Alle Teilnehmer und Teilnehmerinnen der Schlossplatz-Veranstaltung in Stuttgart bekamen einen Ansteck-Button. Meinen hatte ich ans Mantelrevers gesteckt. Auf meinem Rückweg von Stuttgart in die Nähe von Hamburg musste ich in Hannover umsteigen. Ich begegnete einem jungen Mann, der ebenfalls umstieg. Er sah den Button und fragte, ob ich auch in Göttingen gewesen sei. „Nein“, sagte ich, „ich war in Stuttgart.“ Es stellte sich heraus, dass auch in Göttingen anlässlich des 100. Todestages von Rudolf Steiner eine Veranstaltung auf dem zentralen Marktplatz der Stadt stattgefunden hatte.
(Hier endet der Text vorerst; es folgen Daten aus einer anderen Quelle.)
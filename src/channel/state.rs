//! Per-channel transition state

/// Accumulated progress within this distance of a whole number of steps
/// counts as exactly that many steps.
const PROGRESS_EPSILON: f32 = 1e-4;

/// Slack when asking whether a whole number of steps reaches 1.0
const COMMIT_EPSILON: f64 = 1e-6;

/// Whether a channel is settled or moving toward a new target
#[derive(Debug, Clone, Copy, PartialEq, Eq)]
pub enum Phase {
    /// `progress == 1.0`, current and target agree
    Stable,
    /// `progress < 1.0`
    Transitioning,
}

/// Current/target theme keys and the progress between them.
///
/// Invariant: `progress == 1.0` implies `current == target`.
#[derive(Debug, Clone, PartialEq)]
pub struct ChannelState {
    current: String,
    target: String,
    progress: f32,
}

impl ChannelState {
    /// A stable state resting on `default_key`
    pub fn new(default_key: impl Into<String>) -> Self {
        let key = default_key.into();
        Self {
            current: key.clone(),
            target: key,
            progress: 1.0,
        }
    }

    /// Last fully committed theme key
    pub fn current_key(&self) -> &str {
        &self.current
    }

    /// Theme key being transitioned toward
    pub fn target_key(&self) -> &str {
        &self.target
    }

    /// Transition completion in 0.0-1.0
    pub fn progress(&self) -> f32 {
        self.progress
    }

    pub fn phase(&self) -> Phase {
        if self.progress >= 1.0 {
            Phase::Stable
        } else {
            Phase::Transitioning
        }
    }

    pub fn is_stable(&self) -> bool {
        self.phase() == Phase::Stable
    }

    /// Start a transition toward `key` from the current committed theme
    pub fn set_target(&mut self, key: impl Into<String>) {
        self.target = key.into();
        self.progress = 0.0;
    }

    /// Advance one tick.
    ///
    /// Returns `true` when this tick completed the transition and committed
    /// the target as the current theme. Progress is `min(1, progress + step)`,
    /// except that a run of `n` steps where `n * step` reaches 1.0 commits on
    /// tick `n` even if float accumulation leaves it a hair short.
    /// Non-positive or non-finite steps complete the transition immediately.
    pub fn advance(&mut self, step: f32) -> bool {
        if self.progress >= 1.0 {
            return false;
        }
        let step = if step.is_finite() && step > 0.0 { step } else { 1.0 };
        let next = self.progress + step;
        if next >= 1.0 || whole_steps_reach_one(next, step) {
            self.progress = 1.0;
            self.current = self.target.clone();
            true
        } else {
            self.progress = next;
            false
        }
    }
}

/// Whether `progress` is a whole number of `step`s that together make 1.0
fn whole_steps_reach_one(progress: f32, step: f32) -> bool {
    let ticks = (progress / step).round();
    let on_a_step = (progress - ticks * step).abs() <= PROGRESS_EPSILON;
    on_a_step && f64::from(ticks) * f64::from(step) >= 1.0 - COMMIT_EPSILON
}
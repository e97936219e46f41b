//! Pose keypoints to particle attraction targets

use glam::Vec2;
use serde::{Deserialize, Serialize};

use super::{BodyPart, Pose};
use crate::particles::Particle;

/// Body parts in group order: particle `i` follows `TRACKED_PARTS[i % 5]`
pub const TRACKED_PARTS: [BodyPart; 5] = [
    BodyPart::Nose,
    BodyPart::LeftWrist,
    BodyPart::RightWrist,
    BodyPart::LeftElbow,
    BodyPart::RightElbow,
];

/// Pose tracking parameters
#[derive(Debug, Clone, PartialEq, Serialize, Deserialize)]
#[serde(default)]
pub struct PoseParams {
    pub enabled: bool,
    /// Detector input resolution the keypoints are expressed in
    pub input_width: f32,
    pub input_height: f32,
    /// Keypoints must score strictly above this to be followed
    pub min_score: f32,
    /// Run an estimate every this many render ticks
    pub every_n_ticks: u64,
}

impl Default for PoseParams {
    fn default() -> Self {
        Self {
            enabled: true,
            input_width: 200.0,
            input_height: 200.0,
            min_score: 0.3,
            every_n_ticks: 12,
        }
    }
}

/// Maps detector keypoints into canvas space and onto particle groups
#[derive(Debug, Clone, Copy, PartialEq)]
pub struct PoseMapper {
    scale: Vec2,
    min_score: f32,
}

impl PoseMapper {
    pub fn new(input_size: Vec2, canvas_size: Vec2, min_score: f32) -> Self {
        let ratio = |canvas: f32, input: f32| if input > 0.0 { canvas / input } else { 1.0 };
        Self {
            scale: Vec2::new(ratio(canvas_size.x, input_size.x), ratio(canvas_size.y, input_size.y)),
            min_score,
        }
    }

    pub fn from_params(params: &PoseParams, canvas_size: Vec2) -> Self {
        Self::new(
            Vec2::new(params.input_width, params.input_height),
            canvas_size,
            params.min_score,
        )
    }

    /// Canvas-space target for each tracked part, `None` if absent or weak
    pub fn targets(&self, pose: &Pose) -> [Option<Vec2>; 5] {
        TRACKED_PARTS.map(|part| {
            pose.keypoint(part)
                .filter(|k| k.is_confident(self.min_score))
                .map(|k| Vec2::new(k.x, k.y) * self.scale)
        })
    }

    /// Retarget particles from `pose`.
    ///
    /// Without a pose, or with an empty one, targets are left untouched.
    /// Otherwise each particle follows its group's keypoint, or drifts freely
    /// when that keypoint is missing or below the confidence floor.
    pub fn assign_targets(&self, particles: &mut [Particle], pose: Option<&Pose>) {
        let Some(pose) = pose.filter(|p| !p.is_empty()) else {
            return;
        };
        let targets = self.targets(pose);
        for (index, particle) in particles.iter_mut().enumerate() {
            particle.target = targets[index % TRACKED_PARTS.len()];
        }
    }
}

#[cfg(test)]
mod tests {
    use super::*;
    use crate::particles::{ParticleParams, ParticleSystem};
    use crate::pose::Keypoint;
    use rand::rngs::StdRng;
    use rand::SeedableRng;

    const CANVAS: Vec2 = Vec2::new(800.0, 600.0);

    fn system() -> ParticleSystem {
        ParticleSystem::with_rng(CANVAS, ParticleParams::default(), StdRng::seed_from_u64(11))
    }

    fn mapper() -> PoseMapper {
        PoseMapper::new(Vec2::new(200.0, 200.0), CANVAS, 0.3)
    }

    #[test]
    fn test_scaling_uses_independent_ratios() {
        let pose = Pose::new(vec![Keypoint::new("nose", 100.0, 50.0, 0.9)]);
        let targets = mapper().targets(&pose);
        assert_eq!(targets[0], Some(Vec2::new(400.0, 150.0)));
    }

    #[test]
    fn test_only_left_wrist_group_gets_targets() {
        let mut system = system();
        let sentinel = Vec2::new(-1.0, -1.0);
        for p in system.particles_mut() {
            p.target = Some(sentinel);
        }

        let pose = Pose::new(vec![
            Keypoint::new("nose", 100.0, 100.0, 0.1),
            Keypoint::new("left_wrist", 50.0, 100.0, 0.8),
            Keypoint::new("right_wrist", 150.0, 100.0, 0.3),
        ]);
        mapper().assign_targets(system.particles_mut(), Some(&pose));

        for (i, p) in system.particles().iter().enumerate() {
            if i % 5 == 1 {
                assert_eq!(p.target, Some(Vec2::new(200.0, 300.0)));
            } else {
                assert_eq!(p.target, None, "particle {} should drift", i);
            }
        }
    }

    #[test]
    fn test_missing_pose_leaves_targets_unchanged() {
        let mut system = system();
        let point = Vec2::new(5.0, 5.0);
        system.attract_leaders(point, 60);

        mapper().assign_targets(system.particles_mut(), None);
        mapper().assign_targets(system.particles_mut(), Some(&Pose::default()));

        assert!(system.particles().iter().all(|p| p.target == Some(point)));
    }

    #[test]
    fn test_zero_input_size_does_not_divide_by_zero() {
        let mapper = PoseMapper::new(Vec2::ZERO, CANVAS, 0.3);
        let pose = Pose::new(vec![Keypoint::new("nose", 3.0, 4.0, 0.9)]);
        assert_eq!(mapper.targets(&pose)[0], Some(Vec2::new(3.0, 4.0)));
    }
}
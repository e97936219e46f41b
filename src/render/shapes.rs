//! Particle shapes, one draw routine per texture
//!
//! Routines work in the particle's local frame (origin at its position,
//! rotated by its rotation) and emit canvas-space primitives.

use std::f32::consts::{FRAC_PI_2, TAU};

use glam::Vec2;

use super::{Primitive, RenderSurface, Rgba, Style};
use crate::theme::{Rgb, TextureTag};

/// Everything a routine needs to draw one particle
#[derive(Debug, Clone, Copy, PartialEq)]
pub struct Sprite {
    pub position: Vec2,
    pub size: f32,
    pub rotation: f32,
    pub color: Rgb,
    /// Opacity from remaining life (0.0-1.0)
    pub alpha: f32,
}

impl Sprite {
    /// Local point to canvas space
    fn at(&self, local: Vec2) -> Vec2 {
        self.position + Vec2::from_angle(self.rotation).rotate(local)
    }

    fn points(&self, local: &[Vec2]) -> Vec<Vec2> {
        local.iter().map(|p| self.at(*p)).collect()
    }

    fn ellipse(&self, offset: Vec2, size: Vec2) -> Primitive {
        Primitive::Ellipse {
            center: self.at(offset),
            size,
            rotation: self.rotation,
        }
    }

    fn line(&self, from: Vec2, to: Vec2) -> Primitive {
        Primitive::Line {
            from: self.at(from),
            to: self.at(to),
        }
    }

    /// Body fill with a darker outline
    fn body_style(&self) -> Style {
        Style::filled(self.color.to_rgba_f32(self.alpha * 200.0 / 255.0))
            .with_stroke(self.color.scaled(0.8).to_rgba_f32(self.alpha), 1.0)
    }

    fn tint(&self, color: [u8; 3], opacity: f32) -> Rgba {
        Rgb(color).to_rgba_f32(self.alpha * opacity)
    }
}

/// Draws one particle
pub type DrawRoutine = fn(&mut dyn RenderSurface, &Sprite);

/// Draw routine for a texture
pub fn routine_for(texture: TextureTag) -> DrawRoutine {
    match texture {
        TextureTag::Basic | TextureTag::Sharp | TextureTag::Creamy => draw_basic,
        TextureTag::Holey => draw_holey,
        TextureTag::Veiny => draw_veiny,
        TextureTag::Herby => draw_herby,
        TextureTag::Stretchy => draw_stretchy,
        TextureTag::Granular => draw_granular,
        TextureTag::Wedge => draw_wedge,
        TextureTag::Brie => draw_brie,
        TextureTag::SmoothSlice => draw_smooth_slice,
    }
}

fn draw_basic(surface: &mut dyn RenderSurface, s: &Sprite) {
    let h = s.size / 2.0;
    let q = s.size / 4.0;
    let points = s.points(&[Vec2::new(0.0, -h), Vec2::new(h, q), Vec2::new(0.0, h), Vec2::new(-h, q)]);
    surface.draw(&Primitive::Polygon { points }, &s.body_style());
}

fn draw_holey(surface: &mut dyn RenderSurface, s: &Sprite) {
    surface.draw(&s.ellipse(Vec2::ZERO, Vec2::splat(s.size)), &s.body_style());
    let hole = Style::filled(s.tint([50, 50, 50], 1.0));
    surface.draw(
        &s.ellipse(Vec2::new(-s.size / 4.0, -s.size / 6.0), Vec2::splat(s.size / 5.0)),
        &hole,
    );
    surface.draw(
        &s.ellipse(Vec2::new(s.size / 4.0, s.size / 6.0), Vec2::splat(s.size / 6.0)),
        &hole,
    );
}

fn draw_veiny(surface: &mut dyn RenderSurface, s: &Sprite) {
    let h = s.size / 2.0;
    let block = s.points(&[Vec2::new(-h, -h), Vec2::new(h, -h), Vec2::new(h, h), Vec2::new(-h, h)]);
    surface.draw(&Primitive::Polygon { points: block }, &s.body_style());

    let vein = Style::stroked(s.tint([100, 100, 200], 0.8), 2.0);
    let t = s.size / 3.0;
    surface.draw(&s.line(Vec2::new(-t, -t), Vec2::new(t, t)), &vein);
    surface.draw(&s.line(Vec2::new(t, -t), Vec2::new(-t, t)), &vein);
}

fn draw_herby(surface: &mut dyn RenderSurface, s: &Sprite) {
    surface.draw(&s.ellipse(Vec2::ZERO, Vec2::splat(s.size)), &s.body_style());
    let fleck = Style::filled(s.tint([50, 100, 50], 1.0));
    surface.draw(&s.ellipse(Vec2::new(-s.size / 3.0, 0.0), Vec2::splat(s.size / 8.0)), &fleck);
    surface.draw(
        &s.ellipse(Vec2::new(s.size / 4.0, -s.size / 4.0), Vec2::splat(s.size / 10.0)),
        &fleck,
    );
}

fn draw_stretchy(surface: &mut dyn RenderSurface, s: &Sprite) {
    surface.draw(&s.ellipse(Vec2::ZERO, Vec2::new(s.size, s.size * 0.6)), &s.body_style());
    let t = s.size / 3.0;
    surface.draw(
        &s.line(Vec2::new(-t, 0.0), Vec2::new(t, 0.0)),
        &Style::stroked(s.tint([255, 255, 255], 0.6), 1.0),
    );
}

/// Shards fan out around the particle; count and length derive from its
/// size and rotation so a particle keeps its shape from frame to frame.
fn draw_granular(surface: &mut dyn RenderSurface, s: &Sprite) {
    let count = 3 + (s.size.max(0.0) as usize % 3);
    let style = Style::filled(s.color.to_rgba_f32(s.alpha * 200.0 / 255.0));
    for i in 0..count {
        let angle = i as f32 * TAU / count as f32;
        let spread = (i as f32 * 1.7 + s.rotation).sin().abs();
        let r = s.size * (0.2 + 0.4 * spread);
        let turn = Vec2::from_angle(angle);
        let local = [Vec2::ZERO, Vec2::new(r, -r * 0.5), Vec2::new(r * 0.4, r * 0.6)].map(|p| turn.rotate(p));
        surface.draw(&Primitive::Polygon { points: s.points(&local) }, &style);
    }
}

fn draw_wedge(surface: &mut dyn RenderSurface, s: &Sprite) {
    let w = s.size;
    let h = s.size * 0.7;
    let points = s.points(&[
        Vec2::new(-w * 0.5, -h * 0.2),
        Vec2::new(w * 0.4, -h * 0.4),
        Vec2::new(w * 0.5, 0.0),
        Vec2::new(w * 0.4, h * 0.4),
        Vec2::new(-w * 0.5, h * 0.2),
    ]);
    let rind = s.tint([0, 0, 0], 0.8);
    let body = Style::filled(s.color.to_rgba_f32(s.alpha * 200.0 / 255.0)).with_stroke(rind, 1.5);
    surface.draw(&Primitive::Polygon { points }, &body);
    surface.draw(
        &Primitive::Arc {
            center: s.position,
            size: Vec2::new(w * 1.1, h * 1.1),
            rotation: s.rotation,
            start: -FRAC_PI_2,
            end: FRAC_PI_2,
        },
        &Style::stroked(rind, 1.5),
    );
}

fn draw_brie(surface: &mut dyn RenderSurface, s: &Sprite) {
    let w = s.size * 1.1;
    let h = s.size * 0.8;
    let wheel = Style::filled(s.color.to_rgba_f32(s.alpha * 0.8)).with_stroke(s.tint([255, 255, 255], 1.0), 2.0);
    surface.draw(&s.ellipse(Vec2::ZERO, Vec2::new(w, h)), &wheel);
    surface.draw(
        &s.line(Vec2::new(-w * 0.35, 0.0), Vec2::new(w * 0.35, 0.0)),
        &Style::stroked(s.tint([230, 220, 200], 0.7), 1.0),
    );
}

fn draw_smooth_slice(surface: &mut dyn RenderSurface, s: &Sprite) {
    let w = s.size;
    let h = s.size * 0.7;
    let rim = s.tint([220, 210, 160], 0.8);
    let slice = Style::filled(s.color.to_rgba_f32(s.alpha * 0.9)).with_stroke(rim, 1.0);
    surface.draw(&s.ellipse(Vec2::ZERO, Vec2::new(w, h)), &slice);
    surface.draw(
        &s.line(Vec2::new(-w * 0.25, -h * 0.25), Vec2::new(-w * 0.25, h * 0.25)),
        &Style::stroked(rim, 1.0),
    );
}
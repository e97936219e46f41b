//! Theme registry for one visual channel
//!
//! Themes are registered at startup and never change afterwards. Lookups are
//! pure and always produce a fully populated theme: unknown keys fall back to
//! the first registered entry, broken entries are patched with placeholder
//! fields when they are registered.

use std::collections::HashMap;

use serde::{Deserialize, Serialize};

use super::{Rgb, TextureTag, Theme, UNKNOWN_NAME};
use crate::label::normalize;

/// Raw theme entry as written in a theme table or config file.
///
/// Every field except the key is optional so that a malformed entry still
/// deserializes; [`ThemeRegistry::register`] substitutes placeholders.
#[derive(Debug, Clone, PartialEq, Serialize, Deserialize)]
pub struct ThemeSpec {
    pub key: String,
    #[serde(default)]
    pub name: Option<String>,
    /// Expected to be `[r, g, b]` with components in 0-255
    #[serde(default)]
    pub color: Option<serde_json::Value>,
    #[serde(default)]
    pub texture: Option<String>,
}

impl ThemeSpec {
    pub fn new(key: &str, name: &str, color: [u8; 3], texture: TextureTag) -> Self {
        Self {
            key: key.to_string(),
            name: Some(name.to_string()),
            color: Some(serde_json::json!(color)),
            texture: Some(texture.as_str().to_string()),
        }
    }

    /// Validate into a theme, patching any missing or malformed field.
    ///
    /// Returns the theme and whether a substitution happened.
    fn into_theme(self) -> (Theme, bool) {
        let key = normalize(&self.key);
        let mut patched = false;

        let display_name = match self.name {
            Some(name) if !name.trim().is_empty() => name,
            _ => {
                patched = true;
                UNKNOWN_NAME.to_string()
            }
        };

        let color = match self.color.as_ref().and_then(parse_color) {
            Some(color) => color,
            None => {
                patched = true;
                Rgb::WHITE
            }
        };

        let texture = match self.texture.as_deref().and_then(TextureTag::parse) {
            Some(texture) => texture,
            None => {
                patched = true;
                TextureTag::Basic
            }
        };

        (Theme { key, display_name, color, texture }, patched)
    }
}

fn parse_color(value: &serde_json::Value) -> Option<Rgb> {
    let components = value.as_array()?;
    if components.len() != 3 {
        return None;
    }
    let mut rgb = [0u8; 3];
    for (slot, component) in rgb.iter_mut().zip(components) {
        let v = component.as_f64()?;
        if !v.is_finite() || !(0.0..=255.0).contains(&v) {
            return None;
        }
        *slot = v.round() as u8;
    }
    Some(Rgb(rgb))
}

/// Registry of themes for a single channel
#[derive(Debug, Clone)]
pub struct ThemeRegistry {
    /// Themes by normalized key
    themes: HashMap<String, Theme>,
    /// Keys in registration order; the first one is the fallback
    order: Vec<String>,
    /// Normalized classifier label -> theme key
    aliases: HashMap<String, String>,
    placeholder: Theme,
}

impl Default for ThemeRegistry {
    fn default() -> Self {
        Self::new()
    }
}

impl ThemeRegistry {
    /// Create a new empty registry
    pub fn new() -> Self {
        Self {
            themes: HashMap::new(),
            order: Vec::new(),
            aliases: HashMap::new(),
            placeholder: Theme::placeholder(),
        }
    }

    /// Build a registry from theme entries and label aliases
    pub fn from_specs<I, A>(specs: I, aliases: A) -> Self
    where
        I: IntoIterator<Item = ThemeSpec>,
        A: IntoIterator<Item = (String, String)>,
    {
        let mut registry = Self::new();
        for spec in specs {
            registry.register(spec);
        }
        for (label, key) in aliases {
            registry.add_alias(&label, &key);
        }
        registry
    }

    /// Register a theme entry. Entries with an empty key are ignored.
    pub fn register(&mut self, spec: ThemeSpec) {
        let raw_key = spec.key.clone();
        let (theme, patched) = spec.into_theme();
        if theme.key.is_empty() {
            tracing::warn!(key = %raw_key, "Ignoring theme entry with empty key");
            return;
        }
        if patched {
            tracing::warn!(
                key = %theme.key,
                color = ?theme.color,
                texture = %theme.texture,
                "Theme entry was malformed; substituted placeholder fields"
            );
        }

        if !self.themes.contains_key(&theme.key) {
            self.order.push(theme.key.clone());
        }
        self.themes.insert(theme.key.clone(), theme);
    }

    /// Map a classifier label onto an existing theme key
    pub fn add_alias(&mut self, label: &str, key: &str) {
        let label = normalize(label);
        let key = normalize(key);
        if label.is_empty() || key.is_empty() {
            return;
        }
        self.aliases.insert(label, key);
    }

    /// Theme for `key`, falling back to the first registered theme.
    ///
    /// An empty registry yields the placeholder theme.
    pub fn lookup(&self, key: &str) -> &Theme {
        self.get(key)
            .or_else(|| self.first())
            .unwrap_or(&self.placeholder)
    }

    /// Theme for `key` without fallback
    pub fn get(&self, key: &str) -> Option<&Theme> {
        if let Some(theme) = self.themes.get(key) {
            return Some(theme);
        }
        let normalized = normalize(key);
        if normalized.is_empty() {
            return None;
        }
        self.themes.get(&normalized)
    }

    /// Resolve a normalized classifier label to a theme key.
    ///
    /// Direct theme keys win over aliases. The empty label never resolves.
    pub fn resolve(&self, label: &str) -> Option<&str> {
        if label.is_empty() {
            return None;
        }
        if let Some((key, _)) = self.themes.get_key_value(label) {
            return Some(key.as_str());
        }
        let target = self.aliases.get(label)?;
        self.themes.get_key_value(target).map(|(key, _)| key.as_str())
    }

    /// First registered theme (the fallback)
    pub fn first(&self) -> Option<&Theme> {
        self.order.first().and_then(|key| self.themes.get(key))
    }

    /// Key of the first registered theme
    pub fn first_key(&self) -> Option<&str> {
        self.order.first().map(|s| s.as_str())
    }

    /// Check if a key is registered
    pub fn contains(&self, key: &str) -> bool {
        self.themes.contains_key(key)
    }

    /// Keys in registration order
    pub fn keys(&self) -> impl Iterator<Item = &str> {
        self.order.iter().map(|s| s.as_str())
    }

    /// Key registered at position `index`
    pub fn key_at(&self, index: usize) -> Option<&str> {
        self.order.get(index).map(|s| s.as_str())
    }

    pub fn len(&self) -> usize {
        self.order.len()
    }

    pub fn is_empty(&self) -> bool {
        self.order.is_empty()
    }
}

#[cfg(test)]
mod tests {
    use super::*;
    use serde_json::json;

    fn sample() -> ThemeRegistry {
        ThemeRegistry::from_specs(
            vec![
                ThemeSpec::new("red", "Cheddar", [255, 150, 0], TextureTag::Sharp),
                ThemeSpec::new("blue", "Gorgonzola", [200, 220, 255], TextureTag::Veiny),
            ],
            vec![("Crimson".to_string(), "red".to_string())],
        )
    }

    #[test]
    fn test_lookup_known_key() {
        let registry = sample();
        let theme = registry.lookup("blue");
        assert_eq!(theme.display_name, "Gorgonzola");
        assert_eq!(theme.color, Rgb::new(200, 220, 255));
        assert_eq!(theme.texture, TextureTag::Veiny);
    }

    #[test]
    fn test_lookup_falls_back_to_first_registered() {
        let registry = sample();
        assert_eq!(registry.lookup("purple").key, "red");
        assert_eq!(registry.lookup("").key, "red");
        assert_eq!(registry.lookup("  \t").key, "red");
    }

    #[test]
    fn test_lookup_normalizes_keys() {
        let registry = sample();
        assert_eq!(registry.lookup(" Blue ").key, "blue");
    }

    #[test]
    fn test_empty_registry_yields_placeholder() {
        let registry = ThemeRegistry::new();
        let theme = registry.lookup("red");
        assert_eq!(theme.color, Rgb::WHITE);
        assert_eq!(theme.texture, TextureTag::Basic);
        assert!(registry.is_empty());
    }

    #[test]
    fn test_malformed_entries_are_patched() {
        let mut registry = ThemeRegistry::new();
        registry.register(ThemeSpec {
            key: "odd".to_string(),
            name: None,
            color: Some(json!([255, 300, 0])),
            texture: Some("glittery".to_string()),
        });
        registry.register(ThemeSpec {
            key: "short".to_string(),
            name: Some("Short".to_string()),
            color: Some(json!([1, 2])),
            texture: None,
        });
        registry.register(ThemeSpec {
            key: "text".to_string(),
            name: Some("Text".to_string()),
            color: Some(json!("red")),
            texture: Some("holey".to_string()),
        });

        let odd = registry.lookup("odd");
        assert_eq!(odd.display_name, UNKNOWN_NAME);
        assert_eq!(odd.color, Rgb::WHITE);
        assert_eq!(odd.texture, TextureTag::Basic);

        let short = registry.lookup("short");
        assert_eq!(short.display_name, "Short");
        assert_eq!(short.color, Rgb::WHITE);

        let text = registry.lookup("text");
        assert_eq!(text.color, Rgb::WHITE);
        assert_eq!(text.texture, TextureTag::Holey);
    }

    #[test]
    fn test_empty_key_is_ignored() {
        let mut registry = ThemeRegistry::new();
        registry.register(ThemeSpec::new("  ", "Nothing", [0, 0, 0], TextureTag::Basic));
        assert!(registry.is_empty());
    }

    #[test]
    fn test_resolve_keys_and_aliases() {
        let registry = sample();
        assert_eq!(registry.resolve("red"), Some("red"));
        assert_eq!(registry.resolve("crimson"), Some("red"));
        assert_eq!(registry.resolve("green"), None);
        assert_eq!(registry.resolve(""), None);
    }

    #[test]
    fn test_alias_to_missing_theme_does_not_resolve() {
        let mut registry = sample();
        registry.add_alias("teal", "cyan");
        assert_eq!(registry.resolve("teal"), None);
    }

    #[test]
    fn test_registration_order() {
        let registry = sample();
        let keys: Vec<&str> = registry.keys().collect();
        assert_eq!(keys, vec!["red", "blue"]);
        assert_eq!(registry.key_at(1), Some("blue"));
        assert_eq!(registry.first_key(), Some("red"));
    }
}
Die in Göttingen entstandenen anthroposophischen Initiativen hatten sich dort vorgestellt. Gute Stimmung und interessante Begegnungen zeichneten auch diese Veranstaltung aus. „Anthroposophie in der Öffentlichkeit scheint“, so dachte ich auf der Fahrt nach Hause, „entgegen vieler vorheriger Befürchtungen möglich zu sein.“ Vielleicht ist es richtig, dass wir zu unseren Werten und Quellen stehen. Vielleicht müssen wir uns nicht hinter Selbstzweifeln verstecken. Vielleicht war das ein Sinn dieser Veranstaltungen.